Increases in intrahepatic CD68 positive cells, MAC387 positive cells, and proinflammatory cytokines (particularly interleukin 18) in chronic hepatitis C infection

Abstract

Background-Upregulation of Th1 associated intrahepatic cytokines in chronic hepatitis C virus (HCV) infection should lead to a significant non- specific cellular immune response, a prerequisite for viral clearance. However, to date, the role of this non-specific response in HCV has been understudied. Aims-To analyse the intrahepatic macrophage activity in chronic HCV infection by immunostaining and by quantitation of cytokine mRNA. Methods-HCV positive liver tissues (chronic hepatitis, n=10; cirrhosis, n=5) were immunostained for CD68, MAC387, and semiquantitated by polymerase chain reaction for intrahepatic cytokine mRNAs (interferon γ (IFNγ), interleukin 1β (IL1β), IL-6, IL-18, tumour necrosis factor α (TNFα), and macrophage inflammatory protein lγ (MIP1γ)). HCV negative normal liver tissues (for cytokines, n=6; for immunostaining, n=5) were included as controls. Results- MAC387+ cells were focally increased in areas of erosion at the limiting plate while lobular staining was minimal.
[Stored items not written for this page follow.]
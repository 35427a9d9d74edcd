//! Control directives
//!
//! Applies what the server asked for in a heartbeat response: self-update,
//! restart, cache wipe, job history wipe. The poller only calls this while
//! no job runs; directives received mid-job wait in its queue.

use std::path::{Path, PathBuf};
use std::sync::Arc;
use std::time::Duration;

use async_trait::async_trait;
use ciwi_core::control::AgentControl;
use ciwi_update::{UpdateError, UpdateOutcome, UpdateSettings, Updater};
use tracing::{info, warn};

use crate::config::AgentConfig;

/// Delay before exiting for a service-manager restart
pub const RESTART_DELAY: Duration = Duration::from_millis(250);

/// Result of applying a directive, reported on the next heartbeat
#[derive(Debug, Clone, Default, PartialEq, Eq)]
pub struct ControlReport {
    pub update_failure: Option<String>,
    pub restart_status: Option<String>,
    /// The agent must exit after this delay
    pub exit_after: Option<Duration>,
}

/// Runs a self-update; abstracted so directive handling is testable
#[async_trait]
pub trait SelfUpdate: Send + Sync {
    async fn update(
        &self,
        target: &str,
        repository: &str,
        api_base: &str,
    ) -> Result<UpdateOutcome, UpdateError>;

    /// True when a service manager supervises this process
    fn is_service_mode(&self) -> bool;
}

/// Self-update from published releases
pub struct ReleaseSelfUpdate {
    settings: UpdateSettings,
    version: String,
    restart_args: Vec<String>,
}

impl ReleaseSelfUpdate {
    /// `restart_args` are passed to the new binary when the helper relaunches it
    pub fn new(settings: UpdateSettings, version: impl Into<String>, restart_args: Vec<String>) -> Self {
        Self {
            settings,
            version: version.into(),
            restart_args,
        }
    }
}

#[async_trait]
impl SelfUpdate for ReleaseSelfUpdate {
    async fn update(
        &self,
        target: &str,
        repository: &str,
        api_base: &str,
    ) -> Result<UpdateOutcome, UpdateError> {
        let mut settings = self.settings.clone();
        if !repository.trim().is_empty() {
            settings.repository = repository.trim().to_string();
        }
        if !api_base.trim().is_empty() {
            settings.api_base = api_base.trim().to_string();
        }
        Updater::new(settings, self.version.clone())?
            .update_to(target, self.restart_args.clone())
            .await
    }

    fn is_service_mode(&self) -> bool {
        ciwi_update::service::detect(&self.settings).is_service_mode()
    }
}

/// Service trait for applying control directives
#[async_trait]
pub trait ControlService: Send + Sync {
    async fn apply(&self, control: AgentControl) -> ControlReport;
}

/// Standard implementation of ControlService
pub struct StandardControlService {
    config: AgentConfig,
    updater: Arc<dyn SelfUpdate>,
}

impl StandardControlService {
    pub fn new(config: AgentConfig, updater: Arc<dyn SelfUpdate>) -> Self {
        Self { config, updater }
    }

    async fn update(&self, target: &str, repository: &str, api_base: &str) -> ControlReport {
        info!(target = %target, "Applying requested update");
        match self.updater.update(target, repository, api_base).await {
            Ok(UpdateOutcome::HelperStarted { helper, exit_after }) => {
                info!(helper = %helper.display(), "Update helper started, exiting");
                ControlReport {
                    exit_after: Some(exit_after),
                    ..Default::default()
                }
            }
            Ok(UpdateOutcome::Staged { manifest }) => {
                info!(manifest = %manifest.display(), "Update staged for the service manager");
                ControlReport::default()
            }
            Err(UpdateError::AlreadyCurrent(version)) => {
                info!(version = %version, "Update target already running");
                ControlReport::default()
            }
            Err(e) => {
                warn!(target = %target, "Update failed: {}", e);
                ControlReport {
                    update_failure: Some(e.to_string()),
                    ..Default::default()
                }
            }
        }
    }

    fn restart(&self) -> ControlReport {
        if !self.updater.is_service_mode() {
            warn!("Restart requested but no service manager would start the agent again");
            return ControlReport {
                restart_status: Some(
                    "restart refused: agent is not running under a service manager".to_string(),
                ),
                ..Default::default()
            };
        }
        info!("Restart requested, exiting for the service manager");
        ControlReport {
            restart_status: Some("restarting".to_string()),
            exit_after: Some(RESTART_DELAY),
            ..Default::default()
        }
    }
}

#[async_trait]
impl ControlService for StandardControlService {
    async fn apply(&self, control: AgentControl) -> ControlReport {
        match control {
            AgentControl::Update {
                target,
                repository,
                api_base,
            } => self.update(&target, &repository, &api_base).await,
            AgentControl::Restart => self.restart(),
            AgentControl::WipeCache => {
                let removed = wipe_dir(self.config.cache_dir()).await;
                info!(removed, "Wiped agent cache");
                ControlReport::default()
            }
            AgentControl::WipeHistory => {
                let removed = wipe_dir(self.config.jobs_dir()).await;
                info!(removed, "Wiped job workspaces");
                ControlReport::default()
            }
        }
    }
}

/// Removes every entry below `dir`, keeping `dir` itself
async fn wipe_dir(dir: PathBuf) -> usize {
    tokio::task::spawn_blocking(move || wipe_dir_blocking(&dir))
        .await
        .unwrap_or_else(|e| {
            warn!("Wipe task failed: {}", e);
            0
        })
}

fn wipe_dir_blocking(dir: &Path) -> usize {
    let Ok(entries) = std::fs::read_dir(dir) else {
        return 0;
    };
    let mut removed = 0;
    for entry in entries.filter_map(|e| e.ok()) {
        let path = entry.path();
        let result = match entry.file_type() {
            Ok(t) if t.is_dir() => std::fs::remove_dir_all(&path),
            _ => std::fs::remove_file(&path),
        };
        match result {
            Ok(()) => removed += 1,
            Err(e) => warn!(path = %path.display(), "Failed to remove: {}", e),
        }
    }
    removed
}


#[cfg(test)]
mod tests {
    use super::testing::FakeSelfUpdate;
    use super::*;

    fn service(dir: &Path, updater: FakeSelfUpdate) -> StandardControlService {
        let mut config = AgentConfig::new("agent-1".to_string(), "http://127.0.0.1:1".to_string());
        config.workdir = dir.to_path_buf();
        StandardControlService::new(config, Arc::new(updater))
    }

    fn update(target: &str) -> AgentControl {
        AgentControl::Update {
            target: target.to_string(),
            repository: "owner/repo".to_string(),
            api_base: String::new(),
        }
    }

    #[tokio::test]
    async fn test_update_helper_requests_exit() {
        let dir = tempfile::tempdir().unwrap();
        let fake = FakeSelfUpdate::new(
            true,
            Ok(UpdateOutcome::HelperStarted {
                helper: PathBuf::from("/tmp/ciwi-helper"),
                exit_after: Duration::from_millis(250),
            }),
        );
        let svc = service(dir.path(), fake);

        let report = svc.apply(update("v2.0.0")).await;
        assert_eq!(report.exit_after, Some(Duration::from_millis(250)));
        assert_eq!(report.update_failure, None);
    }

    #[tokio::test]
    async fn test_update_failure_is_reported() {
        let dir = tempfile::tempdir().unwrap();
        let fake = FakeSelfUpdate::new(
            false,
            Err(UpdateError::Preflight("not running under a service manager (unmanaged)".into())),
        );
        let svc = service(dir.path(), fake);

        let report = svc.apply(update("v2.0.0")).await;
        assert!(report.exit_after.is_none());
        assert!(report.update_failure.unwrap().contains("preflight failed"));
    }

    #[tokio::test]
    async fn test_already_current_is_not_a_failure() {
        let dir = tempfile::tempdir().unwrap();
        let fake = FakeSelfUpdate::new(true, Err(UpdateError::AlreadyCurrent("v2.0.0".into())));
        let report = service(dir.path(), fake).apply(update("v2.0.0")).await;
        assert_eq!(report, ControlReport::default());
    }

    #[tokio::test]
    async fn test_restart_needs_service_mode() {
        let dir = tempfile::tempdir().unwrap();
        let unmanaged = service(dir.path(), FakeSelfUpdate::new(false, Ok(staged())));
        let report = unmanaged.apply(AgentControl::Restart).await;
        assert!(report.exit_after.is_none());
        assert!(report.restart_status.unwrap().starts_with("restart refused"));

        let managed = service(dir.path(), FakeSelfUpdate::new(true, Ok(staged())));
        let report = managed.apply(AgentControl::Restart).await;
        assert_eq!(report.exit_after, Some(RESTART_DELAY));
        assert_eq!(report.restart_status.as_deref(), Some("restarting"));
    }

    #[tokio::test]
    async fn test_wipes_clear_directories() {
        let dir = tempfile::tempdir().unwrap();
        let svc = service(dir.path(), FakeSelfUpdate::new(true, Ok(staged())));
        let cache = dir.path().join("cache/go/key");
        let jobs = dir.path().join("jobs/adhoc-1");
        std::fs::create_dir_all(&cache).unwrap();
        std::fs::create_dir_all(&jobs).unwrap();
        std::fs::write(dir.path().join("jobs/stray.txt"), "x").unwrap();

        svc.apply(AgentControl::WipeCache).await;
        assert!(dir.path().join("cache").exists());
        assert!(!cache.exists());
        assert!(jobs.exists());

        svc.apply(AgentControl::WipeHistory).await;
        assert_eq!(std::fs::read_dir(dir.path().join("jobs")).unwrap().count(), 0);
    }

    fn staged() -> UpdateOutcome {
        UpdateOutcome::Staged {
            manifest: PathBuf::from("/tmp/pending.json"),
        }
    }
}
CD68+ staining was diffuse in both portal (increased in HCV) and lobular areas. The portal tract (mean) density of CD68+ and MAC387+ cells was significantly increased in patients with HCV compared with normal tissue. IFNγ and IL-18 mRNA levels were highly correlated and significantly upregulated in chronic hepatitis and cirrhotic tissue versus controls. TNFα mRNA was upregulated in chronic hepatitis without cirrhosis, while IL-6 mRNA was significantly downregulated. IL-1β, IL-6, and MIP1β mRNA levels were significantly correlated with portal tract MAC387+ cell density. Conclusions-The significant upregulation of IFNγ and IL-18 mRNA and significant correlations between IFNγ and other proinflammatory cytokines, suggest a Th1/cell mediated intrahepatic immune response in chronic HCV infection. However, further clarification of the cellular sources of these cytokines is required.